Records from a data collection
━━━━━━━━━━━━━━━━━━━━━━━━━━━━━━

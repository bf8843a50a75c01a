//! Re-encoding screenshots for upload.
//!
//! Frames come off the device as full-resolution PNG. Before they reach the
//! model they can be downscaled and turned into JPEG, which cuts request size
//! several times over. Detection and fingerprints always run on the original.

use image::imageops::FilterType;
use image::{DynamicImage, GenericImageView, ImageOutputFormat};
use std::io::Cursor;
use tracing::{debug, warn};

use droidloop_config::{ConversationConfig, UploadFormat};
use droidloop_core::Screenshot;

#[derive(Debug, Clone, Copy, PartialEq, Eq)]
pub struct ImageEncoder {
    /// 0 disables resizing
    resize_width: u32,
    format: UploadFormat,
    jpeg_quality: u8,
}

impl Default for ImageEncoder {
    /// Full-resolution PNG, i.e. frames pass through untouched.
    fn default() -> Self {
        Self {
            resize_width: 0,
            format: UploadFormat::Png,
            jpeg_quality: 85,
        }
    }
}

impl ImageEncoder {
    pub fn from_config(config: &ConversationConfig) -> Self {
        Self {
            resize_width: config.screenshot_resize_width,
            format: config.image_format,
            jpeg_quality: config.jpeg_quality.clamp(1, 100),
        }
    }

    /// True when `encode` can never change a PNG frame.
    pub fn is_passthrough(&self) -> bool {
        self.resize_width == 0 && self.format == UploadFormat::Png
    }

    pub fn resizes(&self) -> bool {
        self.resize_width > 0
    }

    /// Downscale and re-encode `shot`.
    ///
    /// Frames that do not decode, or that are already in the target format
    /// and size, are returned unchanged.
    pub fn encode(&self, shot: Screenshot) -> Screenshot {
        if self.is_passthrough() && shot.media_type == "image/png" {
            return shot;
        }

        let img = match image::load_from_memory(&shot.data) {
            Ok(img) => img,
            Err(e) => {
                debug!(error = %e, bytes = shot.len(), "Frame not decodable, sending as captured");
                return shot;
            }
        };

        let img = self.resize(img);
        let (width, height) = img.dimensions();
        let (output, media_type) = match self.format {
            UploadFormat::Png => (ImageOutputFormat::Png, "image/png"),
            UploadFormat::Jpeg => (ImageOutputFormat::Jpeg(self.jpeg_quality), "image/jpeg"),
        };
        if media_type == shot.media_type && (width, height) == (shot.width, shot.height) {
            return shot;
        }

        // JPEG has no alpha channel.
        let img = match self.format {
            UploadFormat::Jpeg => DynamicImage::ImageRgb8(img.to_rgb8()),
            UploadFormat::Png => img,
        };

        let mut buf = Cursor::new(Vec::new());
        if let Err(e) = img.write_to(&mut buf, output) {
            warn!(error = %e, "Could not re-encode frame, sending as captured");
            return shot;
        }

        let data = buf.into_inner();
        debug!(
            from = shot.len(),
            to = data.len(),
            width,
            height,
            media_type,
            "Encoded frame for upload"
        );
        Screenshot {
            data,
            media_type: media_type.into(),
            width,
            height,
        }
    }

    fn resize(&self, img: DynamicImage) -> DynamicImage {
        let (width, height) = img.dimensions();
        if self.resize_width == 0 || width <= self.resize_width {
            return img;
        }
        let target_height = ((height as u64 * self.resize_width as u64) / width as u64).max(1) as u32;
        img.resize_exact(self.resize_width, target_height, FilterType::Lanczos3)
    }
}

━━━━━━━━━━━━━━━━━━━━━━━━━━━━━━

• **Exercise aim**: In the records, how many lines have the word "bool" in them? Only the number is needed.

• **Answer box**: 2